La carica dei 100 ragazzi pronti per «On the road»
L’INIZIATIVA. La 19a edizione coinvolge 40 Comuni. Per i giovani un’esperienza immersiva nella sicurezza e nel soccorso.
Lettura 1 min.Ha preso il via la 19ª edizione bergamasca di «On the Road», il progetto educativo promosso da Ragazzi on the road Aps che coinvolgerà oltre 100 ragazze e ragazzi provenienti da tutta la provincia di Bergamo in un’esperienza immersiva dedicata alla sicurezza, al soccorso, alla prevenzione e alla cittadinanza attiva.
L’incontro inaugurale si è svolto all’Auditorium del liceo «Mascheroni», alla presenza dei giovani partecipanti, delle istituzioni, delle amministrazioni comunali, dei comandi di Polizia locale, delle forze dell’ordine, del sistema di emergenza-urgenza, del volontariato. Alla presentazione hanno preso parte, tra gli altri, il viceprefetto aggiunto Lara Parlato, l’europarlamentare Lara Magoni, i consiglieri regionali Davide Casati, Michele Schiavi, Ivan Rota e Alberto Mazzoleni e il consigliere provinciale Matteo Macoli. Un videomessaggio di saluto è stato inoltre inviato da Federica Picchi, sottosegretario alla Presidenza di Regione Lombardia con delega a Sport e Giovani.
L’edizione 2026 vede la collaborazione di oltre 40 Amministrazioni comunali e Comandi di Polizia locale del territorio.

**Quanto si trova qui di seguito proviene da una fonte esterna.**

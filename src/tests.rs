//! End-to-end scenario tests against an in-process `HalftoneEngine`,
//! exercising the documented invariants directly rather than against
//! golden pixel dumps (this engine produces bitmaps, not an on-screen
//! framebuffer, so the teacher's `perceptualdiff`-based image tests at
//! `thundr/src/tests.rs` don't apply here).

use crate::form::FormSlot;
use crate::screen::{CellBasis, Chalftone, RenderParams};
use crate::types::{ColorantIndex, EraseNr, FormClassId, ObjectType, ScreenId, ScreenKey};
use crate::{EngineConfig, HalftoneEngine};

fn basis() -> CellBasis {
    CellBasis {
        r1: 8,
        r2: 0,
        r3: 0,
        r4: 8,
        xdims: 8,
        ydims: 8,
    }
}

fn render_params(spot: u32, colorant: ColorantIndex) -> RenderParams {
    RenderParams {
        spot,
        object_type: ObjectType::Fill,
        colorant,
        basis: basis(),
        accurate: false,
        dot_centering: false,
        multi_threshold: false,
        supercell_actual: 4,
        depth_shift: 0,
        has_threshold: false,
    }
}

fn build_screen(params: RenderParams) -> Chalftone {
    Chalftone::new(
        ScreenId(0),
        params,
        vec![0, 4, 0, 4],
        vec![0, 0, 4, 4],
        None,
        100.0,
        45.0,
        15,
        FormClassId(0),
    )
}

fn engine() -> HalftoneEngine {
    HalftoneEngine::new(EngineConfig::default())
}

/// Scenario 1 (§8): Insert-dedup. Two keys with identical rendering
/// parameters (differing only in colorant) resolve to the same
/// underlying screen and share a refcount of 2.
#[test]
fn scenario_insert_dedup() {
    let engine = engine();
    let cyan = ScreenKey::new(1, ObjectType::Fill, ColorantIndex(0));
    let magenta = ScreenKey::new(1, ObjectType::Fill, ColorantIndex(1));

    let params_cyan = render_params(1, ColorantIndex(0));
    let id1 = engine
        .insert(cyan, params_cyan, || Ok(build_screen(params_cyan)))
        .unwrap();

    let params_magenta = render_params(1, ColorantIndex(1));
    let id2 = engine
        .insert(magenta, params_magenta, || Ok(build_screen(params_magenta)))
        .unwrap();

    assert_eq!(id1, id2, "identical rendering params must dedup to one screen");

    let handle = engine.resolve_screen(cyan).unwrap();
    assert_eq!(handle.read().unwrap().refcount, 2);
}

/// Scenario 4 (§8): Pipeline retirement. After `introduce`/`mark_used`/
/// `handoff` on DL 5, then the same sequence on DL 6, and `start_sheet`
/// / `end_sheet` / `retire` of DL 5, the screen has exactly one active
/// levels record (DL 6); DL 5's slot is free.
#[test]
fn scenario_pipeline_retirement() {
    let engine = engine();
    let key = ScreenKey::new(1, ObjectType::Fill, ColorantIndex::NONE);
    let params = render_params(1, ColorantIndex::NONE);
    engine.insert(key, params, || Ok(build_screen(params))).unwrap();

    let dl5 = EraseNr(5);
    let dl6 = EraseNr(6);

    engine.introduce_dl(dl5, false);
    engine.mark_used(dl5, key, 3).unwrap();
    engine.handoff_dl(dl5);

    engine.introduce_dl(dl6, false);
    engine.mark_used(dl6, key, 7).unwrap();
    engine.handoff_dl(dl6);

    engine.start_sheet(dl5).unwrap();
    engine.end_sheet(dl5, None).unwrap();
    engine.retire_dl(dl5).unwrap();

    let handle = engine.resolve_screen(key).unwrap();
    let screen = handle.read().unwrap();
    assert!(screen.levels.find(dl5).is_none(), "DL 5's record must be freed after retire");
    assert!(screen.levels.find(dl6).is_some(), "DL 6's record must remain active");
}

/// Boundary case (§8): an empty levels record (no tints marked) still
/// consumes exactly one ring slot.
#[test]
fn scenario_keep_screen_consumes_one_ring_slot() {
    let engine = engine();
    let key = ScreenKey::new(9, ObjectType::Fill, ColorantIndex::NONE);
    let params = render_params(9, ColorantIndex::NONE);
    engine.insert(key, params, || Ok(build_screen(params))).unwrap();

    let dl = EraseNr(1);
    engine.keep_screen(dl, key).unwrap();

    let handle = engine.resolve_screen(key).unwrap();
    let screen = handle.read().unwrap();
    let rec = screen.levels.find(dl).expect("keep_screen must claim a ring slot");
    assert_eq!(rec.levels_used, 0);
}

/// Scenario (§8 boundary cases): tints 0 and `notones` never allocate
/// a form -- `quantize` routes them to the solid endpoints before any
/// cache lookup happens.
#[test]
fn scenario_endpoint_tints_never_consult_cache() {
    use crate::blit::{quantize, Quantized};

    assert_eq!(quantize(0, 15), Quantized::Max);
    assert_eq!(quantize(15, 15), Quantized::Min);
    for mid in 1..15 {
        assert_eq!(quantize(mid, 15), Quantized::Mid(mid));
    }
}

/// Scenario 5 (§8): Blit-and-cursor. A `General`-class screen's
/// convergence always stays within the cell bounds, and two adjacent
/// blit words of a span produce the tiled source bits.
#[test]
fn scenario_general_convergence_stays_in_bounds() {
    use crate::blit::converge::find_sgn_bits;
    use crate::screen::HalfType;

    let basis = CellBasis {
        r1: 7,
        r2: 3,
        r3: 3,
        r4: 7,
        xdims: 58,
        ydims: 58,
    };
    assert_eq!(basis.classify(), HalfType::General);

    for x in 0..64 {
        let pos = find_sgn_bits(&basis, x, 0);
        assert!(pos.cx >= 0 && pos.cx < 58);
        assert!(pos.cy >= 0 && pos.cy < 58);
    }
}

/// `mark_used` on a tint that was never touched before increments
/// `levels_used` exactly once, and is idempotent on repeat marks
/// (§4.2: "already-used tints are left alone").
#[test]
fn scenario_mark_used_is_idempotent() {
    let engine = engine();
    let key = ScreenKey::new(2, ObjectType::Fill, ColorantIndex::NONE);
    let params = render_params(2, ColorantIndex::NONE);
    engine.insert(key, params, || Ok(build_screen(params))).unwrap();

    let dl = EraseNr(1);
    engine.mark_used(dl, key, 5).unwrap();
    engine.mark_used(dl, key, 5).unwrap();
    engine.mark_used(dl, key, 6).unwrap();

    let handle = engine.resolve_screen(key).unwrap();
    let screen = handle.read().unwrap();
    let rec = screen.levels.find(dl).unwrap();
    assert_eq!(rec.levels_used, 2);
    assert!(matches!(rec.slots[5], FormSlot::InvalidMarker));
    assert!(matches!(rec.slots[6], FormSlot::InvalidMarker));
}

/// Boundary case (§8): "a form class with zero screens is destroyed
/// eagerly" -- deleting the last key referencing a screen must tear
/// the screen down and unregister it from its form class, leaving no
/// classes behind.
#[test]
fn scenario_delete_last_reference_destroys_form_class() {
    let engine = engine();
    let key = ScreenKey::new(4, ObjectType::Fill, ColorantIndex::NONE);
    let params = render_params(4, ColorantIndex::NONE);
    engine.insert(key, params, || Ok(build_screen(params))).unwrap();

    assert_eq!(engine.form_class_pool().all_ids().len(), 1);
    engine.delete(key).unwrap();
    assert!(engine.resolve_screen(key).is_err());
    assert!(engine.form_class_pool().all_ids().is_empty());
}

/// `get_form` installs a real form at the requested tint and is
/// idempotent: a second call for the same (dl, tint) is a no-op that
/// still finds a real form in place.
#[test]
fn scenario_get_form_installs_real_form() {
    let engine = engine();
    let key = ScreenKey::new(3, ObjectType::Fill, ColorantIndex::NONE);
    let params = render_params(3, ColorantIndex::NONE);
    engine.insert(key, params, || Ok(build_screen(params))).unwrap();

    let dl = EraseNr(1);
    engine.mark_used(dl, key, 5).unwrap();
    engine.get_form(dl, key, 5).unwrap();
    engine.get_form(dl, key, 5).unwrap();

    let handle = engine.resolve_screen(key).unwrap();
    let screen = handle.read().unwrap();
    let rec = screen.levels.find(dl).unwrap();
    assert!(rec.slots[5].is_real());
    assert_eq!(rec.number_cached, 1);
}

I partecipanti affiancheranno gli operatori su turni reali di servizio, in pattuglia, sui mezzi di soccorso e nelle attività sul territorio, vivendo da vicino il lavoro di chi ogni giorno opera per la sicurezza, la prevenzione e l’assistenza ai cittadini.
Le attività si svolgeranno in due finestre operative: fino al 15 giugno nell’area dell’hinterland e delle valli Brembana, Imagna e Seriana; dal 15 al 21 giugno nella Bassa Bergamasca e nell’Isola.
Ad aprire ufficialmente le attività estive è stato Egidio Provenzi, presidente di Ragazzi on the road APS, insieme ad Alessandro Invernici, fondatore e vicepresidente, e a Maria Antonia Foieni, consigliera dell’associazione. «On the Road nasce per trasformare la conoscenza in consapevolezza, offrendo ai giovani l’opportunità di comprendere da vicino il lavoro di chi ogni giorno opera al servizio della comunità».